Just five days after Robert Abela was sworn as prime minister on 12 January 2020 incompetent, and since investigated by a magistrate’s order for alleged complicity in crimes, Lawrence Cutajar resigned from his post as Commissioner of Police. Not to diminish his income Robert Abela gave him a consultancy appointment worth €31,000 per annum which was revoked in June of the same year after allegations surfaced that Lawrence Cutajar might have tipped off Melvyn Theuma about the latter’s forthcoming arrest. Melvyn Theuma later admitted being the middleman in the conspiracy to kill Daphne Caruana Galizia.
Angelo Gafà succeeded Lawrence Cutajar as Police Commissioner. Angelo Gafà had served as CEO of the Police Department. In spite of that, he was still employed on a probationary basis for one year.

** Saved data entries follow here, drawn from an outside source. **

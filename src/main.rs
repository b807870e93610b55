//! # Fuse Monitor
//!
//! Continuously samples 64 fuse voltages and records every sweep.
//!
//! # Control Flow
//!
//! 1. **Initialization**
//!    - Load configuration, set up logging
//!    - Open the GPIO and ADC backends
//!    - Initialize the monitor (mux lines idle, ADC gain, CSV header)
//!
//! 2. **Self-test**
//!    - GPIO lines, ADC connectivity, CSV writability, one fuse per mux
//!    - With `--selftest` the report is printed as JSON and the program exits
//!    - Monitoring never starts after a failed self-test
//!
//! 3. **Main Loop**
//!    - Sweeps run in the background every cycle period
//!    - Status is logged every `status_interval_s`
//!    - Process and host memory are logged every `memory_interval_s`
//!    - Ctrl+C or SIGTERM triggers a graceful shutdown
//!
//! # Examples
//!
//! ```bash
//! fuse-monitor --config config/default.toml
//! fuse-monitor --selftest
//! ```

use std::path::PathBuf;
use std::sync::Arc;

use anyhow::{bail, Context, Result};
use clap::Parser;
use tokio::time::{interval, Duration, MissedTickBehavior};
use tracing::{error, info, warn};
use tracing_appender::non_blocking::WorkerGuard;
use tracing_subscriber::{fmt, prelude::*, EnvFilter};

use fuse_monitor::config::{Backend, Config, LoggingConfig};
use fuse_monitor::hardware::iio::IioAdc;
use fuse_monitor::hardware::simulated::SimulatedBoard;
use fuse_monitor::hardware::sysfs::SysfsGpio;
use fuse_monitor::hardware::{AdcReader, DigitalOutput};
use fuse_monitor::monitor::FuseMonitor;
use fuse_monitor::telemetry::{HttpTransport, MemoryUsage, TelemetryTransport};

/// Sample 64 multiplexed fuse voltages, log them to CSV and forward them over HTTP
#[derive(Parser, Debug)]
#[command(name = "fuse-monitor", version, about)]
struct Args {
    /// Path to the TOML configuration file
    #[arg(short, long, default_value = "config/default.toml")]
    config: PathBuf,

    /// Run the self-test, print the report as JSON and exit
    #[arg(long)]
    selftest: bool,
}

#[tokio::main]
async fn main() -> Result<()> {
    let args = Args::parse();

    let config = Config::load(&args.config)
        .with_context(|| format!("Failed to load configuration from {}", args.config.display()))?;

    // Held until exit so buffered log lines reach the file
    let _log_guard = init_logging(&config.logging)?;

    info!("Fuse Monitor v{} starting...", env!("CARGO_PKG_VERSION"));
    info!("Configuration loaded from {}", args.config.display());

    let (gpio, adc) = open_hardware(&config).await?;
    let transport = open_transport(&config)?;

    let monitor = FuseMonitor::initialize(&config, gpio, adc, transport)
        .await
        .context("Failed to initialize fuse monitor")?;

    let report = monitor.selftest().await?;

    if args.selftest {
        println!("{}", serde_json::to_string_pretty(&report)?);
        monitor.shutdown().await?;
        if !report.overall {
            bail!("Self-test failed");
        }
        return Ok(());
    }

    if !report.overall {
        error!(
            "Self-test failed: {}",
            serde_json::to_string(&report).unwrap_or_default()
        );
        if let Err(e) = monitor.shutdown().await {
            error!("Error during shutdown: {}", e);
        }
        bail!("Self-test failed, refusing to start monitoring");
    }

    monitor.start().await?;
    info!("Press Ctrl+C to exit");

    let mut status_interval = interval(Duration::from_secs(config.logging.status_interval_s));
    status_interval.set_missed_tick_behavior(MissedTickBehavior::Delay);
    // First tick completes immediately
    status_interval.tick().await;

    let memory_logging = config.logging.memory_interval_s > 0;
    let mut memory_interval = interval(Duration::from_secs(config.logging.memory_interval_s.max(1)));
    memory_interval.set_missed_tick_behavior(MissedTickBehavior::Delay);

    let shutdown = shutdown_signal();
    tokio::pin!(shutdown);

    loop {
        tokio::select! {
            _ = status_interval.tick() => {
                match serde_json::to_string(&monitor.status()) {
                    Ok(status) => info!("Status: {}", status),
                    Err(e) => warn!("Failed to serialize status: {}", e),
                }
            }

            _ = memory_interval.tick(), if memory_logging => {
                log_memory_usage().await;
            }

            _ = &mut shutdown => {
                info!("Shutdown signal received, stopping...");
                break;
            }
        }
    }

    monitor.shutdown().await?;
    info!("Fuse Monitor stopped");
    Ok(())
}

/// Console output plus an optional daily-rotated log file
fn init_logging(logging: &LoggingConfig) -> Result<Option<WorkerGuard>> {
    let filter = EnvFilter::try_from_default_env()
        .or_else(|_| EnvFilter::try_new(&logging.level))
        .context("Invalid log filter")?;

    let (file_layer, guard) = match &logging.directory {
        Some(directory) => {
            let appender = tracing_appender::rolling::daily(directory, "fuse-monitor.log");
            let (writer, guard) = tracing_appender::non_blocking(appender);
            let layer = fmt::layer().with_writer(writer).with_ansi(false);
            (Some(layer), Some(guard))
        }
        None => (None, None),
    };

    tracing_subscriber::registry()
        .with(filter)
        .with(fmt::layer())
        .with(file_layer)
        .init();

    Ok(guard)
}

async fn open_hardware(config: &Config) -> Result<(Arc<dyn DigitalOutput>, Arc<dyn AdcReader>)> {
    match config.hardware.backend {
        Backend::Sysfs => {
            let pins: Vec<u8> = config.mux_pins().all().collect();
            let gpio = SysfsGpio::open(&config.hardware.gpio_base, &pins)
                .await
                .context("Failed to set up GPIO lines")?;
            let adc = IioAdc::open(&config.hardware.iio_device)
                .await
                .context("Failed to open ADS1115")?;
            Ok((Arc::new(gpio), Arc::new(adc)))
        }
        Backend::Simulated => {
            warn!("Using simulated hardware, readings are not real");
            let board = SimulatedBoard::new(config.mux_pins());
            Ok((Arc::new(board.clone()), Arc::new(board)))
        }
    }
}

fn open_transport(config: &Config) -> Result<Option<Arc<dyn TelemetryTransport>>> {
    if !config.telemetry.enabled {
        return Ok(None);
    }

    let Some(server_url) = config.telemetry.server_url.clone() else {
        bail!("telemetry server_url is required when enabled");
    };
    info!("Telemetry server: {}", server_url);

    let transport = HttpTransport::new(
        server_url,
        config.telemetry.api_key.clone(),
        Duration::from_secs(config.telemetry.timeout_s),
    )
    .context("Failed to create HTTP client")?;
    Ok(Some(Arc::new(transport)))
}

async fn log_memory_usage() {
    match tokio::task::spawn_blocking(MemoryUsage::collect).await {
        Ok(usage) => info!(
            "Memory: process {:.1}MB, system {:.1}% ({:.0}/{:.0}MB)",
            usage.process_rss_bytes.unwrap_or(0) as f64 / 1024.0 / 1024.0,
            usage.system_percent,
            usage.system_used_bytes as f64 / 1024.0 / 1024.0,
            usage.system_total_bytes as f64 / 1024.0 / 1024.0
        ),
        Err(e) => warn!("Failed to collect memory usage: {}", e),
    }
}

/// Resolve on Ctrl+C or SIGTERM
async fn shutdown_signal() {
    let ctrl_c = async {
        if let Err(e) = tokio::signal::ctrl_c().await {
            error!("Failed to listen for Ctrl+C: {}", e);
            std::future::pending::<()>().await;
        }
    };

    #[cfg(unix)]
    let terminate = async {
        match tokio::signal::unix::signal(tokio::signal::unix::SignalKind::terminate()) {
            Ok(mut signal) => {
                signal.recv().await;
            }
            Err(e) => {
                error!("Failed to listen for SIGTERM: {}", e);
                std::future::pending::<()>().await;
            }
        }
    };

    #[cfg(not(unix))]
    let terminate = std::future::pending::<()>();

    tokio::select! {
        _ = ctrl_c => {}
        _ = terminate => {}
    }
}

The government organised a recruitment process to present an image of transparency and autonomy but the final call was Robert Abela’s.
All Malta sighed relief hoping that finally things will work and the police will be doing their jobs and take action against criminals, real criminals.
That’s not some hungry man who steals a can of tuna. All expected that concrete action would be taken against money launderers, the real ones not some elderly couple who helped needy neighbours by giving them credit until their pension comes in. We had high hopes. But alas non or little action has been taken. Again, he was given the benefit of the doubt and many thought that the inaction of his first year at the helm of the Police Force was because of his probation. Many thought that Malta will see the true Gafà after June 2021. But little happened. A near complete status quo.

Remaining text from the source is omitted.